● What this task involves:
Each line of the data that includes "ShareClassLink" must be copied.

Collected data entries

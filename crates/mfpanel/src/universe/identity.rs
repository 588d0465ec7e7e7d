//! Fund identity resolution.
//!
//! The returns dataset identifies share classes and the holdings dataset
//! identifies holdings funds. Both are mapped onto the fund-level
//! identifier here. Unmatched records are dropped; the drop is counted in
//! the returned statistics and logged, never raised as an error.

use crate::config::HoldingsLinkPolicy;
use crate::pipeline::Result;
use chrono::Datelike;
use mfpanel_data::frame::{i64_values, required};
use mfpanel_data::{
    FundId, FundRecord, HoldingsLink, HoldingsRecord, ResolvedFundRecord, ResolvedHoldingsRecord,
    ShareClassLink,
};
use polars::prelude::*;
use serde::{Deserialize, Serialize};
use tracing::{info, warn};

const MATCHED: &str = "identity match";

/// Row counts of one identity resolution.
#[derive(Debug, Clone, Copy, Default, PartialEq, Eq, Serialize, Deserialize)]
pub struct IdentityStats {
    /// Records in.
    pub rows_in: usize,
    /// Records with no usable link.
    pub unmatched: usize,
    /// Records out.
    pub rows_out: usize,
    /// Link rows discarded because their fund id is null.
    pub null_links: usize,
    /// Source ids linked to more than one fund.
    pub ambiguous_ids: usize,
}

/// Fund records resolved to fund-level ids.
#[derive(Debug, Clone, Default, PartialEq)]
pub struct ResolvedReturns {
    /// Resolved records in input order.
    pub records: Vec<ResolvedFundRecord>,
    /// Attrition counts.
    pub stats: IdentityStats,
}

/// Holdings reports resolved to fund-level ids.
#[derive(Debug, Clone, Default, PartialEq)]
pub struct ResolvedHoldings {
    /// Resolved reports in input order.
    pub records: Vec<ResolvedHoldingsRecord>,
    /// Attrition counts.
    pub stats: IdentityStats,
}

fn share_class_link_frame(links: &[ShareClassLink]) -> PolarsResult<DataFrame> {
    let ids: Vec<i64> = links.iter().map(|l| l.share_class_id).collect();
    let funds: Vec<Option<i64>> = links.iter().map(|l| l.fund_id).collect();
    DataFrame::new(vec![
        Series::new("share_class_id".into(), ids).into(),
        Series::new("fund_id".into(), funds).into(),
    ])
}

fn holdings_link_frame(links: &[HoldingsLink]) -> PolarsResult<DataFrame> {
    let holders: Vec<i64> = links.iter().map(|l| l.holdings_fund_id).collect();
    let years: Vec<i32> = links.iter().map(HoldingsLink::year).collect();
    let days: Vec<i32> = links
        .iter()
        .map(|l| l.report_date.num_days_from_ce())
        .collect();
    let funds: Vec<Option<i64>> = links.iter().map(|l| l.fund_id).collect();
    DataFrame::new(vec![
        Series::new("holdings_fund_id".into(), holders).into(),
        Series::new("year".into(), years).into(),
        Series::new("report_day".into(), days).into(),
        Series::new("fund_id".into(), funds).into(),
    ])
}

/// Number of source ids whose links name more than one fund.
fn ambiguous_ids(links: LazyFrame, id: &str) -> PolarsResult<usize> {
    Ok(links
        .group_by([col(id)])
        .agg([col("fund_id").n_unique().alias("funds")])
        .filter(col("funds").gt(lit(1)))
        .collect()?
        .height())
}

/// `(row, fund)` of every source row with a match in `lookup`, in row order.
fn matched_rows(
    source: DataFrame,
    lookup: LazyFrame,
    keys: &[&str],
) -> Result<Vec<(usize, FundId)>> {
    let on: Vec<Expr> = keys.iter().map(|k| col(*k)).collect();
    let matched = source
        .lazy()
        .with_row_index("row", None)
        .join(lookup, on.clone(), on, JoinArgs::new(JoinType::Inner))
        .sort(["row"], Default::default())
        .collect()?;

    let rows = required(i64_values(&matched, MATCHED, "row")?, MATCHED, "row")?;
    let funds = required(i64_values(&matched, MATCHED, "fund_id")?, MATCHED, "fund_id")?;
    Ok(rows
        .into_iter()
        .map(|row| row as usize)
        .zip(funds)
        .collect())
}

/// Resolve share-class records to funds through the undated link table.
///
/// A share class linked to several funds resolves to the first fund listed
/// for it; such share classes are counted and logged. Output never has more
/// rows than input.
pub fn resolve_returns_identity(
    records: &[FundRecord],
    links: &[ShareClassLink],
) -> Result<ResolvedReturns> {
    let link_frame = share_class_link_frame(links)?;
    let mut stats = IdentityStats {
        rows_in: records.len(),
        null_links: link_frame.column("fund_id")?.null_count(),
        ..Default::default()
    };

    let valid = link_frame.lazy().filter(col("fund_id").is_not_null());
    stats.ambiguous_ids = ambiguous_ids(valid.clone(), "share_class_id")?;
    if stats.ambiguous_ids > 0 {
        warn!(
            share_classes = stats.ambiguous_ids,
            "share classes linked to more than one fund; keeping the first link"
        );
    }
    let first_links = valid.unique_stable(
        Some(vec!["share_class_id".into()]),
        UniqueKeepStrategy::First,
    );

    let source = DataFrame::new(vec![
        Series::new(
            "share_class_id".into(),
            records.iter().map(|r| r.share_class_id).collect::<Vec<_>>(),
        )
        .into(),
    ])?;
    let resolved: Vec<ResolvedFundRecord> =
        matched_rows(source, first_links, &["share_class_id"])?
            .into_iter()
            .filter_map(|(row, fund_id)| {
                records.get(row).map(|record| ResolvedFundRecord {
                    fund_id,
                    record: record.clone(),
                })
            })
            .collect();
    stats.rows_out = resolved.len();
    stats.unmatched = stats.rows_in - stats.rows_out;

    info!(
        rows_in = stats.rows_in,
        rows_out = stats.rows_out,
        unmatched = stats.unmatched,
        null_links = stats.null_links,
        "resolved returns identity"
    );
    Ok(ResolvedReturns {
        records: resolved,
        stats,
    })
}

/// Fund of each `(holdings fund, year)` under a link policy.
///
/// Columns: `holdings_fund_id`, `year`, `fund_id`.
pub fn year_end_links(links: &[HoldingsLink], policy: HoldingsLinkPolicy) -> Result<DataFrame> {
    let frame = holdings_link_frame(links)?;
    let by_year = match policy {
        HoldingsLinkPolicy::YearEndLookAhead => frame
            .lazy()
            .filter(col("fund_id").is_not_null())
            // Stable: same-date links keep their input order, so the later one wins.
            .sort(
                ["report_day"],
                SortMultipleOptions::default().with_maintain_order(true),
            )
            .group_by_stable([col("holdings_fund_id"), col("year")])
            .agg([col("fund_id").last()])
            .collect()?,
    };
    Ok(by_year)
}

/// Resolve holdings reports to funds through the dated link table.
///
/// Each report is matched on `(holdings fund, calendar year)` against the
/// link chosen by `policy`, so a January report takes the fund recorded
/// at the last valid link date of that year.
pub fn resolve_holdings_identity(
    records: &[HoldingsRecord],
    links: &[HoldingsLink],
    policy: HoldingsLinkPolicy,
) -> Result<ResolvedHoldings> {
    let mut stats = IdentityStats {
        rows_in: records.len(),
        null_links: links.iter().filter(|l| l.fund_id.is_none()).count(),
        ..Default::default()
    };

    let by_year = year_end_links(links, policy)?;
    let link_keys = by_year.height();
    stats.ambiguous_ids = ambiguous_ids(by_year.clone().lazy(), "holdings_fund_id")?;

    let source = DataFrame::new(vec![
        Series::new(
            "holdings_fund_id".into(),
            records
                .iter()
                .map(|r| r.holdings_fund_id)
                .collect::<Vec<_>>(),
        )
        .into(),
        Series::new(
            "year".into(),
            records.iter().map(HoldingsRecord::year).collect::<Vec<_>>(),
        )
        .into(),
    ])?;
    let resolved: Vec<ResolvedHoldingsRecord> =
        matched_rows(source, by_year.lazy(), &["holdings_fund_id", "year"])?
            .into_iter()
            .filter_map(|(row, fund_id)| {
                records.get(row).map(|record| ResolvedHoldingsRecord {
                    fund_id,
                    record: record.clone(),
                })
            })
            .collect();
    stats.rows_out = resolved.len();
    stats.unmatched = stats.rows_in - stats.rows_out;

    info!(
        rows_in = stats.rows_in,
        rows_out = stats.rows_out,
        unmatched = stats.unmatched,
        link_keys,
        holders_changing_fund = stats.ambiguous_ids,
        "resolved holdings identity"
    );
    Ok(ResolvedHoldings {
        records: resolved,
        stats,
    })
}

#[cfg(test)]
mod tests {
    use super::*;
    use chrono::NaiveDate;
    use mfpanel_data::{HoldingsFundId, ShareClassId};

    fn date(y: i32, m: u32, d: u32) -> NaiveDate {
        NaiveDate::from_ymd_opt(y, m, d).unwrap()
    }

    fn fund_record(share_class_id: ShareClassId) -> FundRecord {
        FundRecord {
            share_class_id,
            date: date(2000, 1, 31),
            monthly_return: Some(0.01),
            net_assets: Some(10.0),
            style_code: Some("Growth".to_string()),
            index_fund_flag: None,
        }
    }

    fn link(share_class_id: ShareClassId, fund_id: Option<FundId>) -> ShareClassLink {
        ShareClassLink {
            share_class_id,
            fund_id,
        }
    }

    fn holdings(holdings_fund_id: HoldingsFundId, report_date: NaiveDate) -> HoldingsRecord {
        HoldingsRecord {
            holdings_fund_id,
            report_date,
            reported_assets: Some(100.0),
            equity_value: Some(1000.0),
        }
    }

    fn hlink(
        holder: HoldingsFundId,
        report_date: NaiveDate,
        fund_id: Option<FundId>,
    ) -> HoldingsLink {
        HoldingsLink {
            holdings_fund_id: holder,
            report_date,
            fund_id,
        }
    }

    #[test]
    fn test_returns_unmatched_dropped() {
        let records: Vec<FundRecord> = (1..=5).map(fund_record).collect();
        let links = vec![link(1, Some(100)), link(2, Some(100)), link(3, None)];

        let resolved = resolve_returns_identity(&records, &links).unwrap();
        assert_eq!(resolved.records.len(), 2);
        assert_eq!(resolved.stats.rows_in, 5);
        assert_eq!(resolved.stats.unmatched, 3);
        assert_eq!(resolved.stats.null_links, 1);
        assert!(resolved.records.iter().all(|r| r.fund_id == 100));
    }

    #[test]
    fn test_returns_never_grows() {
        let records = vec![fund_record(1), fund_record(1), fund_record(2)];
        let links = vec![
            link(1, Some(10)),
            link(1, Some(11)),
            link(1, Some(10)),
            link(2, Some(20)),
        ];

        let resolved = resolve_returns_identity(&records, &links).unwrap();
        assert!(resolved.records.len() <= records.len());
        assert_eq!(resolved.stats.ambiguous_ids, 1);
        assert_eq!(resolved.records[0].fund_id, 10);
        assert_eq!(resolved.records[2].fund_id, 20);
    }

    #[test]
    fn test_returns_empty_inputs() {
        let resolved = resolve_returns_identity(&[], &[]).unwrap();
        assert!(resolved.records.is_empty());
        assert_eq!(resolved.stats, IdentityStats::default());
    }

    #[test]
    fn test_holdings_last_link_of_year_applies_to_whole_year() {
        let links = vec![
            hlink(7, date(2001, 9, 30), Some(300)),
            hlink(7, date(2001, 3, 31), Some(200)),
            hlink(7, date(2001, 12, 31), None),
            hlink(7, date(2002, 3, 31), Some(400)),
        ];
        let records = vec![
            holdings(7, date(2001, 1, 31)),
            holdings(7, date(2001, 12, 31)),
            holdings(7, date(2002, 6, 30)),
            holdings(7, date(2003, 6, 30)),
            holdings(8, date(2001, 6, 30)),
        ];

        let resolved =
            resolve_holdings_identity(&records, &links, HoldingsLinkPolicy::YearEndLookAhead)
                .unwrap();
        let funds: Vec<FundId> = resolved.records.iter().map(|r| r.fund_id).collect();
        assert_eq!(funds, vec![300, 300, 400]);
        assert_eq!(resolved.stats.unmatched, 2);
        assert_eq!(resolved.stats.null_links, 1);
        assert_eq!(resolved.stats.ambiguous_ids, 1);
    }

    #[test]
    fn test_holdings_same_date_ties_take_later_input() {
        let d = date(2005, 6, 30);
        let links = vec![hlink(1, d, Some(10)), hlink(1, d, Some(11))];
        let by_year = year_end_links(&links, HoldingsLinkPolicy::YearEndLookAhead).unwrap();
        assert_eq!(by_year.height(), 1);
        assert_eq!(
            i64_values(&by_year, "test", "fund_id").unwrap(),
            vec![Some(11)]
        );
    }
}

● Task solution:
    ShareClassLink,
fn share_class_link_frame(links: &[ShareClassLink]) -> PolarsResult<DataFrame> {
    links: &[ShareClassLink],
    fn link(share_class_id: ShareClassId, fund_id: Option<FundId>) -> ShareClassLink {
        ShareClassLink {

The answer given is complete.